La juriste française Valérie Cabanes est convaincue que les États doivent se donner des règles pour encadrer les activités industrielles, minières et agricoles. « Comment se fait-il que la destruction de la planète ne soit pas reconnue comme un crime ? »

L’Équateur a créé un tel crime, rappelle-t-elle. Plus d’une cinquantaine de procès ont eu lieu depuis 2008. Par exemple, les carcasses de 6200 requins, dont des femelles enceintes, ont été découvertes sur un bateau aux îles Galápagos. Le navire a été saisi.
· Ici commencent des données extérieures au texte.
//! Product repository - the catalog record gateway's write side.
//!
//! Persists a product's full attribute set including its serialized gallery.
//! The gallery travels as an ordered JSONB array of `{url, is_primary}`
//! objects; this module serializes and deserializes it but never validates
//! the single-primary invariant - that stays with the gallery model on the
//! write path, before anything reaches here.
//!
//! Queries use the runtime API with `FromRow` row structs rather than the
//! compile-time macros, so the crate builds without a live database.

use std::str::FromStr;

use chrono::{DateTime, Utc};
use rust_decimal::Decimal;
use sqlx::PgPool;
use sqlx::types::Json;

use tandem_core::{Category, Gallery, Product, ProductId};

use super::RepositoryError;

/// Attribute set accepted by create/update operations.
///
/// The gallery is deliberately absent: gallery writes go through
/// [`ProductRepository::save_gallery`] as a separate explicit step owned by
/// the editor session.
#[derive(Debug, Clone)]
pub struct ProductDraft {
    pub title: String,
    pub category: Category,
    pub description: Option<String>,
    pub materials: Option<String>,
    pub sizing: Option<String>,
    pub care_instructions: Option<String>,
    pub for_him: Option<String>,
    pub for_her: Option<String>,
    pub price: Option<Decimal>,
    pub purchase_link: Option<String>,
}

// =============================================================================
// Internal Row Types
// =============================================================================

/// Internal row type for `PostgreSQL` product queries.
#[derive(Debug, sqlx::FromRow)]
struct ProductRow {
    id: i32,
    title: String,
    category: String,
    description: Option<String>,
    materials: Option<String>,
    sizing: Option<String>,
    care_instructions: Option<String>,
    for_him: Option<String>,
    for_her: Option<String>,
    price: Option<Decimal>,
    purchase_link: Option<String>,
    images: Json<Gallery>,
    is_active: bool,
    display_order: i32,
    created_at: DateTime<Utc>,
    updated_at: DateTime<Utc>,
}

impl TryFrom<ProductRow> for Product {
    type Error = RepositoryError;

    fn try_from(row: ProductRow) -> Result<Self, Self::Error> {
        let category = Category::from_str(&row.category).map_err(|e| {
            RepositoryError::DataCorruption(format!("invalid category in database: {e}"))
        })?;

        Ok(Self {
            id: Some(ProductId::new(row.id)),
            title: row.title,
            category,
            description: row.description,
            materials: row.materials,
            sizing: row.sizing,
            care_instructions: row.care_instructions,
            for_him: row.for_him,
            for_her: row.for_her,
            price: row.price,
            purchase_link: row.purchase_link,
            is_active: row.is_active,
            display_order: row.display_order,
            gallery: row.images.0,
            created_at: Some(row.created_at),
            updated_at: Some(row.updated_at),
        })
    }
}

const COLUMNS: &str = "id, title, category, description, materials, sizing, \
                       care_instructions, for_him, for_her, price, purchase_link, \
                       images, is_active, display_order, created_at, updated_at";

// =============================================================================
// Repository
// =============================================================================

/// Repository for catalog product operations.
pub struct ProductRepository<'a> {
    pool: &'a PgPool,
}

impl<'a> ProductRepository<'a> {
    /// Create a new product repository.
    #[must_use]
    pub const fn new(pool: &'a PgPool) -> Self {
        Self { pool }
    }

    /// Insert a new product with an empty gallery.
    ///
    /// The record store assigns the id, both timestamps, and a display
    /// order of current-max-plus-one so new products land at the end of
    /// every listing.
    ///
    /// # Errors
    ///
    /// Returns `RepositoryError::Database` if the insert fails.
    pub async fn insert(&self, draft: &ProductDraft) -> Result<Product, RepositoryError> {
        let query = format!(
            "INSERT INTO products \
             (title, category, description, materials, sizing, care_instructions, \
              for_him, for_her, price, purchase_link, images, display_order) \
             VALUES ($1, $2, $3, $4, $5, $6, $7, $8, $9, $10, '[]'::jsonb, \
                     (SELECT COALESCE(MAX(display_order), -1) + 1 FROM products)) \
             RETURNING {COLUMNS}"
        );

        let row: ProductRow = sqlx::query_as(&query)
            .bind(&draft.title)
            .bind(draft.category.as_str())
            .bind(&draft.description)
            .bind(&draft.materials)
            .bind(&draft.sizing)
            .bind(&draft.care_instructions)
            .bind(&draft.for_him)
            .bind(&draft.for_her)
            .bind(draft.price)
            .bind(&draft.purchase_link)
            .fetch_one(self.pool)
            .await?;

        row.try_into()
    }

    /// Update a product's descriptive attributes, leaving its gallery as-is.
    ///
    /// # Errors
    ///
    /// Returns `RepositoryError::NotFound` if no product has this id.
    pub async fn update(
        &self,
        id: ProductId,
        draft: &ProductDraft,
    ) -> Result<Product, RepositoryError> {
        let query = format!(
            "UPDATE products SET \
             title = $2, category = $3, description = $4, materials = $5, \
             sizing = $6, care_instructions = $7, for_him = $8, for_her = $9, \
             price = $10, purchase_link = $11, updated_at = NOW() \
             WHERE id = $1 \
             RETURNING {COLUMNS}"
        );

        let row: Option<ProductRow> = sqlx::query_as(&query)
            .bind(id)
            .bind(&draft.title)
            .bind(draft.category.as_str())
            .bind(&draft.description)
            .bind(&draft.materials)
            .bind(&draft.sizing)
            .bind(&draft.care_instructions)
            .bind(&draft.for_him)
            .bind(&draft.for_her)
            .bind(draft.price)
            .bind(&draft.purchase_link)
            .fetch_optional(self.pool)
            .await?;

        row.ok_or(RepositoryError::NotFound)?.try_into()
    }

    /// Persist a product's gallery - the editor's explicit-save write path.
    ///
    /// The whole serialized gallery replaces the stored one; there is no
    /// partial-write recovery, a failed save leaves the stored record
    /// untouched for a later retry.
    ///
    /// # Errors
    ///
    /// Returns `RepositoryError::NotFound` if no product has this id.
    pub async fn save_gallery(
        &self,
        id: ProductId,
        gallery: &Gallery,
    ) -> Result<Product, RepositoryError> {
        let query = format!(
            "UPDATE products SET images = $2, updated_at = NOW() \
             WHERE id = $1 \
             RETURNING {COLUMNS}"
        );

        let row: Option<ProductRow> = sqlx::query_as(&query)
            .bind(id)
            .bind(Json(gallery))
            .fetch_optional(self.pool)
            .await?;

        row.ok_or(RepositoryError::NotFound)?.try_into()
    }

    /// Load one product by id.
    ///
    /// # Errors
    ///
    /// Returns `RepositoryError::NotFound` if no product has this id.
    pub async fn load(&self, id: ProductId) -> Result<Product, RepositoryError> {
        let query = format!("SELECT {COLUMNS} FROM products WHERE id = $1");

        let row: Option<ProductRow> = sqlx::query_as(&query)
            .bind(id)
            .fetch_optional(self.pool)
            .await?;

        row.ok_or(RepositoryError::NotFound)?.try_into()
    }

    /// List every product, active or not, in display order.
    ///
    /// # Errors
    ///
    /// Returns `RepositoryError::Database` if the query fails.
    pub async fn list(&self) -> Result<Vec<Product>, RepositoryError> {
        let query = format!("SELECT {COLUMNS} FROM products ORDER BY display_order ASC");

        let rows: Vec<ProductRow> = sqlx::query_as(&query).fetch_all(self.pool).await?;

        rows.into_iter().map(TryInto::try_into).collect()
    }

    /// Flip a product's storefront visibility.
    ///
    /// # Errors
    ///
    /// Returns `RepositoryError::NotFound` if no product has this id.
    pub async fn set_active(
        &self,
        id: ProductId,
        is_active: bool,
    ) -> Result<Product, RepositoryError> {
        let query = format!(
            "UPDATE products SET is_active = $2, updated_at = NOW() \
             WHERE id = $1 \
             RETURNING {COLUMNS}"
        );

        let row: Option<ProductRow> = sqlx::query_as(&query)
            .bind(id)
            .bind(is_active)
            .fetch_optional(self.pool)
            .await?;

        row.ok_or(RepositoryError::NotFound)?.try_into()
    }

    /// Delete a product record, gallery included.
    ///
    /// The record goes atomically, so no reader can observe a half-deleted
    /// gallery. Blob assets are left behind in the object store (no GC).
    ///
    /// # Errors
    ///
    /// Returns `RepositoryError::NotFound` if no product has this id.
    pub async fn remove(&self, id: ProductId) -> Result<(), RepositoryError> {
        let result = sqlx::query("DELETE FROM products WHERE id = $1")
            .bind(id)
            .execute(self.pool)
            .await?;

        if result.rows_affected() == 0 {
            return Err(RepositoryError::NotFound);
        }

        Ok(())
    }
}
//! Catalog-write capability check.
//!
//! The gallery subsystem performs no authorization logic of its own; it only
//! requires that the caller already holds the write capability. That
//! capability is a signed cookie, issued by the login route after the shared
//! access key checks out, and verified here with a constant-time comparison
//! against an HMAC recomputed from the session secret.
//!
//! This is deliberately not a user system - no accounts, no roles. The
//! panel runs on VPN-only infrastructure and one capability gates all
//! catalog writes.

use axum::{
    extract::FromRequestParts,
    http::{StatusCode, header, request::Parts},
    response::{IntoResponse, Redirect, Response},
};
use hmac::{Hmac, Mac};
use secrecy::{ExposeSecret, SecretString};
use sha2::Sha256;

use crate::state::AppState;

/// Cookie that carries the capability token.
pub const COOKIE_NAME: &str = "tandem_admin";

/// Message bound into the capability HMAC.
const CAPABILITY_SCOPE: &[u8] = b"tandem:catalog-write:v1";

/// Extractor that requires the catalog-write capability.
///
/// HTML requests without it redirect to the login page; gallery endpoints
/// (under `/products/.../gallery/`) answer 401 so an expired session mid-edit
/// fails loudly instead of bouncing a form post through a redirect.
pub struct RequireCatalogWrite;

/// Rejection for requests without the capability.
pub enum CapabilityRejection {
    /// Redirect to login page (for HTML requests).
    RedirectToLogin,
    /// Unauthorized response (for gallery/API requests).
    Unauthorized,
}

impl IntoResponse for CapabilityRejection {
    fn into_response(self) -> Response {
        match self {
            Self::RedirectToLogin => Redirect::to("/login").into_response(),
            Self::Unauthorized => StatusCode::UNAUTHORIZED.into_response(),
        }
    }
}

impl FromRequestParts<AppState> for RequireCatalogWrite {
    type Rejection = CapabilityRejection;

    async fn from_request_parts(
        parts: &mut Parts,
        state: &AppState,
    ) -> Result<Self, Self::Rejection> {
        let token = cookie_value(parts, COOKIE_NAME);

        let ok = token.is_some_and(|token| {
            verify_capability(&state.config().session_secret, &token)
        });

        if ok {
            return Ok(Self);
        }

        if parts.uri.path().contains("/gallery/") {
            Err(CapabilityRejection::Unauthorized)
        } else {
            Err(CapabilityRejection::RedirectToLogin)
        }
    }
}

/// Compute the capability token for the configured session secret.
#[must_use]
pub fn capability_token(session_secret: &SecretString) -> String {
    let mut mac = Hmac::<Sha256>::new_from_slice(session_secret.expose_secret().as_bytes())
        .expect("HMAC accepts any key length");
    mac.update(CAPABILITY_SCOPE);
    hex::encode(mac.finalize().into_bytes())
}

/// Verify a presented capability token in constant time.
#[must_use]
pub fn verify_capability(session_secret: &SecretString, token: &str) -> bool {
    constant_time_compare(&capability_token(session_secret), token)
}

/// Check the login form's access key against the configured one.
#[must_use]
pub fn verify_access_key(configured: &SecretString, presented: &str) -> bool {
    constant_time_compare(configured.expose_secret(), presented)
}

/// Extract a cookie value from the `Cookie` header.
fn cookie_value(parts: &Parts, name: &str) -> Option<String> {
    let header = parts.headers.get(header::COOKIE)?.to_str().ok()?;

    header.split(';').find_map(|pair| {
        let (key, value) = pair.trim().split_once('=')?;
        (key == name).then(|| value.to_string())
    })
}

/// Constant-time string comparison to prevent timing attacks.
fn constant_time_compare(a: &str, b: &str) -> bool {
    if a.len() != b.len() {
        return false;
    }

    let mut result: u8 = 0;
    for (x, y) in a.bytes().zip(b.bytes()) {
        result |= x ^ y;
    }

    result == 0
}

#[cfg(test)]
mod tests {
    use super::*;

    fn secret() -> SecretString {
        SecretString::from("a-very-long-session-secret-for-tests")
    }

    #[test]
    fn test_constant_time_compare_equal() {
        assert!(constant_time_compare("hello", "hello"));
        assert!(constant_time_compare("", ""));
    }

    #[test]
    fn test_constant_time_compare_not_equal() {
        assert!(!constant_time_compare("hello", "world"));
        assert!(!constant_time_compare("hello", "hell"));
        assert!(!constant_time_compare("hello", "helloo"));
    }

    #[test]
    fn test_capability_roundtrip() {
        let token = capability_token(&secret());
        assert!(verify_capability(&secret(), &token));
    }

    #[test]
    fn test_capability_rejects_tampered_token() {
        let mut token = capability_token(&secret());
        token.replace_range(0..1, "g");
        assert!(!verify_capability(&secret(), &token));
    }

    #[test]
    fn test_access_key_check() {
        let configured = SecretString::from("k3y-with-plenty-of-entropy-09#");
        assert!(verify_access_key(&configured, "k3y-with-plenty-of-entropy-09#"));
        assert!(!verify_access_key(&configured, "k3y-with-plenty-of-entropy-09!"));
        assert!(!verify_access_key(&configured, ""));
    }

    #[test]
    fn test_capability_rejects_other_secret() {
        let token = capability_token(&SecretString::from("a-different-32-char-session-secret!"));
        assert!(!verify_capability(&secret(), &token));
    }
}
L’équipage a écopé d’amendes et de peines de prison.

Les réalisatrices de L’océan vu du coeur restent optimistes malgré le sombre constat dressé dans leur film : « L’action est un remède contre l’écoanxiété. Et on sent que le public a vraiment envie de comprendre les enjeux. »

Le documentaire montre des façons d’agir, comme cette jeune femme qui a fondé un organisme recueillant chaque année des tonnes de plastique rejeté en mer. Le sociologue Frédéric Lenoir cite aussi Diderot : « C’est un devoir d’être heureux. » Et le pessimisme n’a jamais rien réglé.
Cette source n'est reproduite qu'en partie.